China, since the Ch'in and Han dynasties, has been developing a single state out of a single race, while foreign countries have developed many states from one race and have included many nationalities within one state ... The Chinese race totals four hundred million people; for the most part, the Chinese people are of the Han or Chinese race with common blood, common language, common religion, and common customs--a single, pure race.(10) Chinese society often stereotypes the Tibetans as inferior "barbarians," and, among educated Chinese, Tibetans are considered to be people "without shame," as they have taken decades of Chinese economic and other aid only to respond with intransigence by demonstrating for independence.(11)
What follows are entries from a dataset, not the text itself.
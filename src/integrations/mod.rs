//! External service integrations.

pub mod auth {
    pub use crate::auth::*;
}

pub mod workflow_client {
    pub use crate::workflow_client::*;
}
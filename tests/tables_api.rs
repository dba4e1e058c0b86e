/// Custom table definitions and their records.
mod common;

use axum::http::{Method, StatusCode};
use common::*;
use serde_json::{json, Value};

async fn create_leads_table(app: &TestApp, token: &str) -> Value {
    let (status, body) = app
        .post(
            "/api/custom-tables",
            token,
            json!({
                "name": "leads",
                "schema": {
                    "description": "Salon leads",
                    "fields": [
                        {"name": "company", "type": "text", "required": true},
                        {"name": "contact", "type": "email"},
                        {"name": "qualified", "type": "boolean", "required": true},
                        {"name": "budget", "type": "number"}
                    ]
                }
            }),
        )
        .await;
    assert_eq!(status, StatusCode::CREATED, "{}", body);
    body["data"].clone()
}

#[tokio::test]
async fn table_definitions_crud() {
    let app = spawn_app().await;
    let table = create_leads_table(&app, ALICE_TOKEN).await;
    assert_eq!(table["name"], "leads");
    assert_eq!(table["user_id"], alice().to_string());
    assert_eq!(table["schema"]["fields"].as_array().unwrap().len(), 4);

    let (status, body) = app.get("/api/custom-tables", ALICE_TOKEN).await;
    assert_eq!(status, StatusCode::OK);
    assert_eq!(body["data"].as_array().unwrap().len(), 1);

    let (_, body) = app.get("/api/custom-tables", BOB_TOKEN).await;
    assert!(body["data"].as_array().unwrap().is_empty());

    let uri = format!("/api/custom-tables/{}", table["id"].as_str().unwrap());
    let (status, body) = app
        .put(&uri, ALICE_TOKEN, json!({"name": "prospects-salon"}))
        .await;
    assert_eq!(status, StatusCode::OK);
    assert_eq!(body["data"]["name"], "prospects-salon");
    assert_eq!(body["data"]["schema"], table["schema"]);

    let (status, _) = app.put(&uri, BOB_TOKEN, json!({"name": "mine"})).await;
    assert_eq!(status, StatusCode::NOT_FOUND);

    let (status, _) = app.delete(&uri, ALICE_TOKEN).await;
    assert_eq!(status, StatusCode::OK);
    let (_, body) = app.get("/api/custom-tables", ALICE_TOKEN).await;
    assert!(body["data"].as_array().unwrap().is_empty());
}

#[tokio::test]
async fn duplicate_table_name_conflicts_per_owner() {
    let app = spawn_app().await;
    create_leads_table(&app, ALICE_TOKEN).await;

    let (status, body) = app
        .post(
            "/api/custom-tables",
            ALICE_TOKEN,
            json!({"name": "leads", "schema": {"fields": []}}),
        )
        .await;
    assert_eq!(status, StatusCode::CONFLICT);
    assert_eq!(error_code(&body), "CONFLICT");

    // Same name for another user is fine
    create_leads_table(&app, BOB_TOKEN).await;
}

#[tokio::test]
async fn invalid_definitions_are_rejected() {
    let app = spawn_app().await;

    let cases = [
        json!({"name": "bad name!", "schema": {"fields": []}}),
        json!({"name": "", "schema": {"fields": []}}),
        json!({"name": "t", "schema": {"fields": [{"name": "x", "type": "blob"}]}}),
        json!({"name": "t", "schema": {"fields": [{"name": "x"}, {"name": "x"}]}}),
        json!({"name": "t", "schema": "fields"}),
    ];
    for case in cases {
        let (status, body) = app.post("/api/custom-tables", ALICE_TOKEN, case).await;
        assert_eq!(status, StatusCode::BAD_REQUEST, "{}", body);
        assert_eq!(error_code(&body), "VALIDATION_ERROR");
    }
}

#[tokio::test]
async fn records_lifecycle() {
    let app = spawn_app().await;
    create_leads_table(&app, ALICE_TOKEN).await;

    // false and 0 are valid values for required fields
    let (status, body) = app
        .post(
            "/api/tables/leads",
            ALICE_TOKEN,
            json!({"company": "ACME", "qualified": false, "budget": 0, "id": "spoofed"}),
        )
        .await;
    assert_eq!(status, StatusCode::CREATED, "{}", body);
    let record = body["data"].clone();
    assert_eq!(record["company"], "ACME");
    assert_eq!(record["qualified"], false);
    assert_ne!(record["id"], "spoofed");
    assert!(record["created_at"].is_string());
    assert!(record["updated_at"].is_string());

    app.post(
        "/api/tables/leads",
        ALICE_TOKEN,
        json!({"company": "Globex", "qualified": true}),
    )
    .await;

    let (status, body) = app.get("/api/tables/leads?limit=1", ALICE_TOKEN).await;
    assert_eq!(status, StatusCode::OK);
    let page = &body["data"];
    assert_eq!(page["total"], 2);
    assert_eq!(page["limit"], 1);
    assert_eq!(page["table"], "leads");
    assert_eq!(page["schema"]["description"], "Salon leads");
    assert_eq!(page["records"][0]["company"], "Globex");

    let uri = format!("/api/tables/leads/{}", record["id"].as_str().unwrap());
    let (status, body) = app.get(&uri, ALICE_TOKEN).await;
    assert_eq!(status, StatusCode::OK);
    assert_eq!(body["data"], record);

    let (status, body) = app
        .put(&uri, ALICE_TOKEN, json!({"contact": "boss@acme.example"}))
        .await;
    assert_eq!(status, StatusCode::OK);
    assert_eq!(body["data"]["company"], "ACME");
    assert_eq!(body["data"]["contact"], "boss@acme.example");
    assert_eq!(body["data"]["id"], record["id"]);

    let (status, body) = app.put(&uri, ALICE_TOKEN, json!({"company": ""})).await;
    assert_eq!(status, StatusCode::BAD_REQUEST);
    assert_eq!(error_code(&body), "VALIDATION_ERROR");

    for _ in 0..2 {
        let (status, body) = app.delete(&uri, ALICE_TOKEN).await;
        assert_eq!(status, StatusCode::OK);
        assert_eq!(body["data"]["message"], "Record deleted successfully");
    }
    let (status, body) = app.get(&uri, ALICE_TOKEN).await;
    assert_eq!(status, StatusCode::NOT_FOUND);
    assert_eq!(error_code(&body), "NOT_FOUND");
}

#[tokio::test]
async fn required_fields_are_enforced() {
    let app = spawn_app().await;
    create_leads_table(&app, ALICE_TOKEN).await;

    for body in [
        json!({"qualified": true}),
        json!({"company": "  ", "qualified": true}),
        json!({"company": "ACME", "qualified": null}),
    ] {
        let (status, response) = app.post("/api/tables/leads", ALICE_TOKEN, body).await;
        assert_eq!(status, StatusCode::BAD_REQUEST);
        assert_eq!(error_code(&response), "VALIDATION_ERROR");
    }

    let (status, body) = app
        .post("/api/tables/leads", ALICE_TOKEN, json!(["not", "an", "object"]))
        .await;
    assert_eq!(status, StatusCode::BAD_REQUEST);
    assert_eq!(error_code(&body), "VALIDATION_ERROR");

    let (_, body) = app.get("/api/tables/leads", ALICE_TOKEN).await;
    assert_eq!(body["data"]["total"], 0);
}

#[tokio::test]
async fn unknown_or_foreign_table_is_table_not_found() {
    let app = spawn_app().await;
    create_leads_table(&app, ALICE_TOKEN).await;

    let (status, body) = app.get("/api/tables/unknown", ALICE_TOKEN).await;
    assert_eq!(status, StatusCode::NOT_FOUND);
    assert_eq!(error_code(&body), "TABLE_NOT_FOUND");

    let (status, body) = app.get("/api/tables/leads", BOB_TOKEN).await;
    assert_eq!(status, StatusCode::NOT_FOUND);
    assert_eq!(error_code(&body), "TABLE_NOT_FOUND");

    // Table lookup happens before body validation
    let (status, body) = app
        .post("/api/tables/unknown", ALICE_TOKEN, json!({}))
        .await;
    assert_eq!(status, StatusCode::NOT_FOUND);
    assert_eq!(error_code(&body), "TABLE_NOT_FOUND");

    let (status, body) = app
        .raw_request(
            Method::POST,
            "/api/tables/unknown",
            Some(ALICE_TOKEN),
            Some("{oops".to_string()),
        )
        .await;
    assert_eq!(status, StatusCode::NOT_FOUND);
    assert_eq!(error_code(&body), "TABLE_NOT_FOUND");
}

#[tokio::test]
async fn missing_table_name_or_record_id() {
    let app = spawn_app().await;
    create_leads_table(&app, ALICE_TOKEN).await;

    for method in [Method::GET, Method::POST] {
        let (status, body) = app
            .request(method, "/api/tables", Some(ALICE_TOKEN), None)
            .await;
        assert_eq!(status, StatusCode::BAD_REQUEST);
        assert_eq!(error_code(&body), "MISSING_TABLE_NAME");
    }

    let (status, body) = app.put("/api/tables/leads", ALICE_TOKEN, json!({})).await;
    assert_eq!(status, StatusCode::BAD_REQUEST);
    assert_eq!(error_code(&body), "MISSING_ID");

    let (status, body) = app.delete("/api/tables/leads", ALICE_TOKEN).await;
    assert_eq!(status, StatusCode::BAD_REQUEST);
    assert_eq!(error_code(&body), "MISSING_ID");
}

#[tokio::test]
async fn deleting_a_table_drops_its_records() {
    let app = spawn_app().await;
    let table = create_leads_table(&app, ALICE_TOKEN).await;
    app.post(
        "/api/tables/leads",
        ALICE_TOKEN,
        json!({"company": "ACME", "qualified": true}),
    )
    .await;

    app.delete(
        &format!("/api/custom-tables/{}", table["id"].as_str().unwrap()),
        ALICE_TOKEN,
    )
    .await;

    let (status, body) = app.get("/api/tables/leads", ALICE_TOKEN).await;
    assert_eq!(status, StatusCode::NOT_FOUND);
    assert_eq!(error_code(&body), "TABLE_NOT_FOUND");

    // Recreating the name starts empty
    create_leads_table(&app, ALICE_TOKEN).await;
    let (_, body) = app.get("/api/tables/leads", ALICE_TOKEN).await;
    assert_eq!(body["data"]["total"], 0);
}
use sqlx::{postgres::PgPoolOptions, PgPool};

pub struct Database {
    pub pool: PgPool,
}

impl Database {
    pub async fn new(database_url: &str) -> anyhow::Result<Self> {
        let pool = PgPoolOptions::new()
            .max_connections(10)
            .connect(database_url)
            .await?;

        sqlx::query("SELECT 1").execute(&pool).await?;

        Ok(Self { pool })
    }

    /// Applies the embedded migrations in `migrations/`.
    pub async fn migrate(&self) -> anyhow::Result<()> {
        sqlx::migrate!("./migrations").run(&self.pool).await?;
        Ok(())
    }
}
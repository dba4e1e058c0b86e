use std::env;
use uuid::Uuid;

use prospect_crm_api::db::Database;
use prospect_crm_api::db_storage::PgStore;
use prospect_crm_api::models::{Pagination, ProspectChanges, ProspectFilters, ProspectInsert};
use prospect_crm_api::store::CrmStore;
use serde_json::json;

/// Integration smoke test for the Postgres store.
/// Marked ignored to avoid running against production by accident; set TEST_DATABASE_URL to run.
#[tokio::test]
#[ignore]
async fn pg_store_smoke_test() -> anyhow::Result<()> {
    let db_url = env::var("TEST_DATABASE_URL")
        .map_err(|_| anyhow::anyhow!("Set TEST_DATABASE_URL to run this test"))?;

    let db = Database::new(&db_url).await?;
    db.migrate().await?;
    let store = PgStore::new(db.pool.clone());

    // Random owner so repeated runs never see each other's rows
    let owner = Uuid::new_v4();
    let insert = ProspectInsert {
        nom: "Smoke 100%_test".to_string(),
        telephone: None,
        adresse: Some("Lyon".to_string()),
        site_web: None,
        email: None,
        score_seo: Some(0),
        message_personnalise: None,
    };
    let prospect = store
        .insert_prospect(owner, &insert)
        .await
        .map_err(|e| anyhow::anyhow!(e.to_string()))?;
    assert_eq!(prospect.user_id, owner);
    assert_eq!(prospect.score_seo, Some(0));

    // LIKE metacharacters in the search term match literally
    let filters = ProspectFilters {
        search: Some("100%_".to_string()),
        ..Default::default()
    };
    let (items, total) = store
        .list_prospects(owner, &filters, Pagination::default())
        .await
        .map_err(|e| anyhow::anyhow!(e.to_string()))?;
    assert_eq!(total, 1);
    assert_eq!(items[0].id, prospect.id);

    let changes = ProspectChanges {
        adresse: Some(None),
        ..Default::default()
    };
    let updated = store
        .update_prospect(owner, prospect.id, &changes)
        .await
        .map_err(|e| anyhow::anyhow!(e.to_string()))?
        .ok_or_else(|| anyhow::anyhow!("prospect vanished"))?;
    assert_eq!(updated.adresse, None);
    assert!(updated.updated_at >= prospect.updated_at);

    let enrichment = store
        .insert_enrichment(prospect.id, Some("# ok"), &json!({"score": 1}))
        .await
        .map_err(|e| anyhow::anyhow!(e.to_string()))?;
    assert!(enrichment.id > 0);

    // Another owner sees nothing
    assert!(store
        .get_prospect(Uuid::new_v4(), prospect.id)
        .await
        .map_err(|e| anyhow::anyhow!(e.to_string()))?
        .is_none());

    assert!(store
        .delete_prospect(owner, prospect.id)
        .await
        .map_err(|e| anyhow::anyhow!(e.to_string()))?);
    let remaining = store
        .list_enrichments(owner, &[prospect.id])
        .await
        .map_err(|e| anyhow::anyhow!(e.to_string()))?;
    assert!(remaining.is_empty());

    Ok(())
}

/// Custom tables: unique name per owner, records cascade with the table.
#[tokio::test]
#[ignore]
async fn pg_custom_tables_smoke_test() -> anyhow::Result<()> {
    let db_url = env::var("TEST_DATABASE_URL")
        .map_err(|_| anyhow::anyhow!("Set TEST_DATABASE_URL to run this test"))?;

    let db = Database::new(&db_url).await?;
    db.migrate().await?;
    let store = PgStore::new(db.pool.clone());
    let owner = Uuid::new_v4();
    let schema = json!({"fields": [{"name": "company", "type": "text", "required": true}]});

    let table = store
        .insert_custom_table(owner, "leads", &schema)
        .await
        .map_err(|e| anyhow::anyhow!(e.to_string()))?;
    let duplicate = store.insert_custom_table(owner, "leads", &schema).await;
    assert_eq!(duplicate.map(|_| ()).unwrap_err().code(), "CONFLICT");

    let record = store
        .insert_record(table.id, &json!({"company": "ACME"}))
        .await
        .map_err(|e| anyhow::anyhow!(e.to_string()))?;
    let patch = json!({"city": "Lyon"});
    let merged = store
        .merge_record(table.id, record.id, patch.as_object().unwrap())
        .await
        .map_err(|e| anyhow::anyhow!(e.to_string()))?
        .ok_or_else(|| anyhow::anyhow!("record vanished"))?;
    assert_eq!(merged.data, json!({"company": "ACME", "city": "Lyon"}));

    assert!(store
        .delete_custom_table(owner, table.id)
        .await
        .map_err(|e| anyhow::anyhow!(e.to_string()))?);
    assert!(store
        .get_record(table.id, record.id)
        .await
        .map_err(|e| anyhow::anyhow!(e.to_string()))?
        .is_none());

    Ok(())
}
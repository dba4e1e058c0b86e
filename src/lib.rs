//! Prospect CRM API Library
//!
//! This library provides the core functionality for the Prospect CRM API,
//! including storage backends, Supabase authentication, N8N workflow
//! integration, data models, and HTTP handlers.
//!
//! # Modules
//!
//! - `api`: API-layer namespace (handlers and router).
//! - `core`: Domain-layer namespace (models, services, store, errors).
//! - `integrations`: External service integrations.
//! - `admin_handler`: Admin user listing.
//! - `auth`: Bearer token verification against Supabase Auth.
//! - `config`: Configuration management.
//! - `db`: Database connection pool and migrations.
//! - `db_storage`: Postgres implementation of the store.
//! - `enrichment_handler`: Enriched information endpoints.
//! - `errors`: Error handling types.
//! - `handlers`: Shared state, health, prospect endpoints and fallbacks.
//! - `memory_storage`: In-memory implementation of the store.
//! - `models`: Core data models.
//! - `routes`: Router, middleware and OpenAPI document.
//! - `services`: Validation and business rules.
//! - `store`: The `CrmStore` storage trait.
//! - `table_handler`: Custom table definitions and records.
//! - `workflow_client`: N8N webhook client.
//! - `workflow_handler`: Workflow endpoints.

pub mod api;
pub mod core;
pub mod integrations;

// Re-export primary modules for shared use in tests and other binaries
pub mod admin_handler;
pub mod auth;
pub mod config;
pub mod db;
pub mod db_storage;
pub mod enrichment_handler;
pub mod errors;
pub mod handlers;
pub mod memory_storage;
pub mod models;
pub mod routes;
pub mod services;
pub mod store;
pub mod table_handler;
pub mod workflow_client;
pub mod workflow_handler;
Tibetans, however, have resisted this application of Chinese pan-nationalism as well as Chinese rule in a variety of manners. Violent rebellion broke out in 1959 and in the late 1960s. An active resistance army fought across Tibet in the 1950s, and Nepal-based guerrilla fighters fought from exile in the 1960s and early 1970s. Both movements were largely undertaken by Eastern Tibetans, who are characteristically known for their fighting and who previously had little affinity toward, or political connection with, the independent Tibetan government in Lhasa (they were, however, often connected through the Buddhist church, whose leader was also Tibet's traditional political leader, the Dalai Lama). Following American pressure to dismantle the guerrilla groups, a result of Nixon's rapprochement with China in 1972, the majority of Tibetan protest since has primarily been nonviolent, not often organized, and dispersed over a vast, remote and unconnected area. Nonetheless, Tibetan nationalist sentiment exists in the vast majority of the Tibetan populace throughout Tibetan-inhabited areas.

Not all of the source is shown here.